> PROBLEM:
Line filter on the word "ErrorReport": copy each matching line from the entries.

Collected data entries:
######
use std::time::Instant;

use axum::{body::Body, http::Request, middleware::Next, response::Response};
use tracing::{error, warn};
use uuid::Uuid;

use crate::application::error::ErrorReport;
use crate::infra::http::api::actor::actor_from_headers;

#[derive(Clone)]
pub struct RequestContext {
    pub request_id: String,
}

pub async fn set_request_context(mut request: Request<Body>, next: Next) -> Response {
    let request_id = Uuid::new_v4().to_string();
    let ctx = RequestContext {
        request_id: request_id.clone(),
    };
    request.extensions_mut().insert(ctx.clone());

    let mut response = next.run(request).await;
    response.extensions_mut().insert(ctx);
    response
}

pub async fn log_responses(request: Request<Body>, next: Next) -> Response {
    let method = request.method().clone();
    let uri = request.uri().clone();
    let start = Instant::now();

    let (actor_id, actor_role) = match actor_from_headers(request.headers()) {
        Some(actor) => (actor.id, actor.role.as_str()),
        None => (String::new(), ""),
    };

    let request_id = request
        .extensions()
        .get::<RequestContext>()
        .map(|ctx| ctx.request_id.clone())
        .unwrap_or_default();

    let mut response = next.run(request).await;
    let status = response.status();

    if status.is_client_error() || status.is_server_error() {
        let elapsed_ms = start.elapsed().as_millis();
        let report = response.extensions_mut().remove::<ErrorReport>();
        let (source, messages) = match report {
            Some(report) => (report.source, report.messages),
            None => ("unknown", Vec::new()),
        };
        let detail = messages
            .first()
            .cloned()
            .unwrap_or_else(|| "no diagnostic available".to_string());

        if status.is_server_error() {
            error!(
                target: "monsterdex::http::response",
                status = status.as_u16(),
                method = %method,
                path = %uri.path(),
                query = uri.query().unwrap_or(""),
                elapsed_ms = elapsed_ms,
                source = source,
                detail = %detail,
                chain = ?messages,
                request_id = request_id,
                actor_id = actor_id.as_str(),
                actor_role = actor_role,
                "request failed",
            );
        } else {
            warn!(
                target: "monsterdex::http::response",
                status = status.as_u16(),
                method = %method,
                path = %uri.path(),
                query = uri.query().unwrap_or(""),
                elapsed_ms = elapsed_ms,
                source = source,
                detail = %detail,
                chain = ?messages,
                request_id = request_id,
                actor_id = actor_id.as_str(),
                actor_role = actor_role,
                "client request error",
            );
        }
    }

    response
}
######
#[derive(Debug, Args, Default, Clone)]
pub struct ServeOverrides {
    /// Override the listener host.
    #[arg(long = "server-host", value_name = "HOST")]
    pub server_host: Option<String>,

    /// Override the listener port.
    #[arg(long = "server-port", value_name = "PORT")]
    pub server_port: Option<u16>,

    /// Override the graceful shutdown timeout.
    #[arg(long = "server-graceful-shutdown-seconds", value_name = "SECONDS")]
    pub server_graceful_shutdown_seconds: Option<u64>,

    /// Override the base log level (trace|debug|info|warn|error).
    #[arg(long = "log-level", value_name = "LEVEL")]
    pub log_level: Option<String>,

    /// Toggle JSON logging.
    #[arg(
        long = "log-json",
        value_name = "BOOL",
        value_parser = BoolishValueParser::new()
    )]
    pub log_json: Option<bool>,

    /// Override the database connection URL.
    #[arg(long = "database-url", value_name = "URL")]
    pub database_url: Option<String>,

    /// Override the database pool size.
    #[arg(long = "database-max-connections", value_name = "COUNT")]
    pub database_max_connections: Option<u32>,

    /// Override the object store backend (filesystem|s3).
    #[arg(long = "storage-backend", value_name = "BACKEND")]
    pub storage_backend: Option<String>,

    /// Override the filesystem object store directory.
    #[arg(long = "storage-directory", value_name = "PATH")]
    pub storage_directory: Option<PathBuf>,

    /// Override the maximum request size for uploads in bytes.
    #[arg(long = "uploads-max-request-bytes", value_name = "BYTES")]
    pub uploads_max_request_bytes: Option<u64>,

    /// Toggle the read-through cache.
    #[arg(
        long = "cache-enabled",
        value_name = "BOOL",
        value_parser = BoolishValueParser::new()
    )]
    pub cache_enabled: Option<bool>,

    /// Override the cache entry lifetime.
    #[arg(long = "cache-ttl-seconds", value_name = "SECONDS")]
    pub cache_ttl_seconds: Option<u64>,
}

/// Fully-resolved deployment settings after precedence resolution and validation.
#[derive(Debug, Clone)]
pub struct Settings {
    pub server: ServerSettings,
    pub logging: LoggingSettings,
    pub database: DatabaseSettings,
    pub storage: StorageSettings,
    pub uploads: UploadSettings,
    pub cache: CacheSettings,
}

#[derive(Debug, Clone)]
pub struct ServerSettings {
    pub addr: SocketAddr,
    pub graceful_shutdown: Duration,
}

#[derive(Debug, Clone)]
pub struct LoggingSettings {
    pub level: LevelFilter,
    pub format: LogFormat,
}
######
> REPLY:
use crate::application::error::ErrorReport;
        let report = response.extensions_mut().remove::<ErrorReport>();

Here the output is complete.